What I would do is sit down with the facility and ask if I could review their disaster plans. All nursing homes and adult living facilities are required throughout the United States to have such plans. In the event of an evacuation of the facility, they have to have plans with services that can provide those evacuations. And most nursing homes and adult living facilities have sister facilities, so that if facility A has to evacuate, they’re able to go to another facility, and A uses B, so to speak. But review the disaster plans to make sure they have enough water, backup power, that they have the necessary food, that they have medications on hand. Basically review the entire plan. What is that individual (facility’s) plan for each of these types of potential weather or even man-made events that may occur?

That’s great advice, and you speak from experience. You’ve worked in emergency management for almost four decades.

Yes, I have (and) having been through quite a few local events — we’ve had significant tornado events here in our area (and) we’ve had hurricanes. I’m located in central Florida but I’ve also traveled to Katrina (sites) and assisted in the recovery there and also after Hurricane Andrew. And really a lot of the planning for the elderly occurred after Hurricane Andrew, where we saw that many special needs programs weren’t in place, not only in South Florida but even across the country. Communities across America, the Federal Emergency Management Agency and of course the American Red Cross have all been working in the local Red Cross chapters and across the country to educate the public to make preparations with local emergency management agencies that we not only look after the 30-something and the 40-something, but (that) we also look after the 60-plus-something adults and make sure that everyone’s needs can potentially be cared for in some type of a catastrophic event.
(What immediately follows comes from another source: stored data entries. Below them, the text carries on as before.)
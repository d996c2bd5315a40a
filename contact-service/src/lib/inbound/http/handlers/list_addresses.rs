use axum::extract::State;
use axum::http::StatusCode;
use axum::Extension;

use super::create_address::AddressData;
use super::ApiError;
use super::ApiPath;
use super::ApiSuccess;
use crate::domain::address::ports::AddressServicePort;
use crate::domain::contact::models::ContactId;
use crate::inbound::http::middleware::CurrentUser;
use crate::inbound::http::router::AppState;

pub async fn list_addresses(
    State(state): State<AppState>,
    Extension(CurrentUser(user)): Extension<CurrentUser>,
    ApiPath(contact_id): ApiPath<String>,
) -> Result<ApiSuccess<Vec<AddressData>>, ApiError> {
    state
        .address_service
        .list(&user, &ContactId::from_string(contact_id))
        .await
        .map_err(ApiError::from)
        .map(|addresses| {
            ApiSuccess::new(
                StatusCode::OK,
                addresses.iter().map(AddressData::from).collect(),
            )
        })
}
use std::env;

use config::Config as ConfigBuilder;
use config::ConfigError;
use config::Environment;
use config::File;
use serde::Deserialize;

#[derive(Debug, Deserialize, Clone)]
pub struct Config {
    pub database: DatabaseConfig,
    pub server: ServerConfig,
    #[serde(default)]
    pub session: SessionConfig,
}

#[derive(Debug, Deserialize, Clone)]
pub struct DatabaseConfig {
    pub url: String,
    #[serde(default = "default_max_connections")]
    pub max_connections: u32,
}

#[derive(Debug, Deserialize, Clone)]
pub struct ServerConfig {
    pub http_port: u16,
}

#[derive(Debug, Deserialize, Clone)]
pub struct SessionConfig {
    /// Lifetime of a login token in days
    pub token_ttl_days: i64,
}

impl Default for SessionConfig {
    fn default() -> Self {
        Self {
            token_ttl_days: auth::TokenIssuer::DEFAULT_TTL_DAYS,
        }
    }
}

fn default_max_connections() -> u32 {
    5
}

impl Config {
    /// Load configuration from files with environment variable overrides
    ///
    /// Priority (highest to lowest):
    /// 1. Environment variables (DATABASE__URL, SERVER__HTTP_PORT, SESSION__TOKEN_TTL_DAYS, ...)
    /// 2. Environment-specific config file (config/{environment}.toml)
    /// 3. Default config file (config/default.toml)
    pub fn load() -> Result<Self, ConfigError> {
        let run_mode = env::var("RUN_MODE").unwrap_or_else(|_| "development".to_string());

        let configuration = ConfigBuilder::builder()
            .add_source(File::with_name("config/default").required(false))
            .add_source(File::with_name(&format!("config/{}", run_mode)).required(false))
            // DATABASE__URL=postgres://... overrides database.url
            .add_source(Environment::with_prefix("").separator("__"))
            .build()?;

        configuration.try_deserialize()
    }
}
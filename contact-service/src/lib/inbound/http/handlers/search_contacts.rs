use axum::extract::State;
use axum::http::StatusCode;
use axum::Extension;
use serde::Deserialize;

use super::create_contact::ContactData;
use super::ApiError;
use super::ApiQuery;
use super::ApiSuccess;
use super::PagingData;
use crate::domain::contact::models::ContactPage;
use crate::domain::contact::models::ContactSearch;
use crate::domain::contact::ports::ContactServicePort;
use crate::inbound::http::middleware::CurrentUser;
use crate::inbound::http::router::AppState;

pub async fn search_contacts(
    State(state): State<AppState>,
    Extension(CurrentUser(user)): Extension<CurrentUser>,
    ApiQuery(params): ApiQuery<SearchContactsParams>,
) -> Result<ApiSuccess<Vec<ContactData>>, ApiError> {
    let search = ContactSearch::new(
        params.name,
        params.email,
        params.phone,
        params.page,
        params.size,
    )?;

    let page = state
        .contact_service
        .search(&user, search)
        .await
        .map_err(ApiError::from)?;

    let paging = PagingData::from(&page);
    let contacts = page.contacts.iter().map(ContactData::from).collect();

    Ok(ApiSuccess::with_paging(StatusCode::OK, contacts, paging))
}

#[derive(Debug, Clone, PartialEq, Eq, Deserialize)]
pub struct SearchContactsParams {
    name: Option<String>,
    email: Option<String>,
    phone: Option<String>,
    page: Option<u32>,
    size: Option<u32>,
}

impl From<&ContactPage> for PagingData {
    fn from(page: &ContactPage) -> Self {
        Self {
            current_page: page.page,
            total_page: page.total_pages,
            size: page.size,
        }
    }
}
I have been through a number of different types of storms, and one of the things here in Florida that we see is that people don’t plan — they don’t prepare — and there’s nothing more amazing to me than when a hurricane is approaching the coast and the lines at Lowe’s and Wal-Mart are miles and miles long with people trying to get the basic supplies, trying to get plywood and things that they could have gotten a week earlier with a 30-minute trip to the store. So make sure that you not only have a plan but that you maintain a kit and that you have these provisions on hand. You never know when a disaster is going to strike, so being proactive, having these things in place, planning for these types of events, are going to help the individual get through it. The local emergency services are going to respond, the state is going to respond, the American Red Cross is going to respond, but in a big event…it’s going to take a few days for these resources to mobilize to be able to get in to provide that assistance. So having that individual person, having that family being more prepared is only going to help them sustain themselves until help can arrive.

What other advice do you have?

I would refer everyone to the American Red Cross website for a lot of information. There’s everything from a winter storm checklist to handling pets…There are earthquake checklists. There’s even information on the flu. So there is a great deal of information that is at someone’s fingertips. And it’s always best to review it now before something happens, to be prepared in the event that you face some type of a weather- or man-made-related emergency.

— Interview conducted, edited and condensed April 2011 by Teddi Dineley Johnson, The Nation’s Health, APHA. Posted July 13, 2011.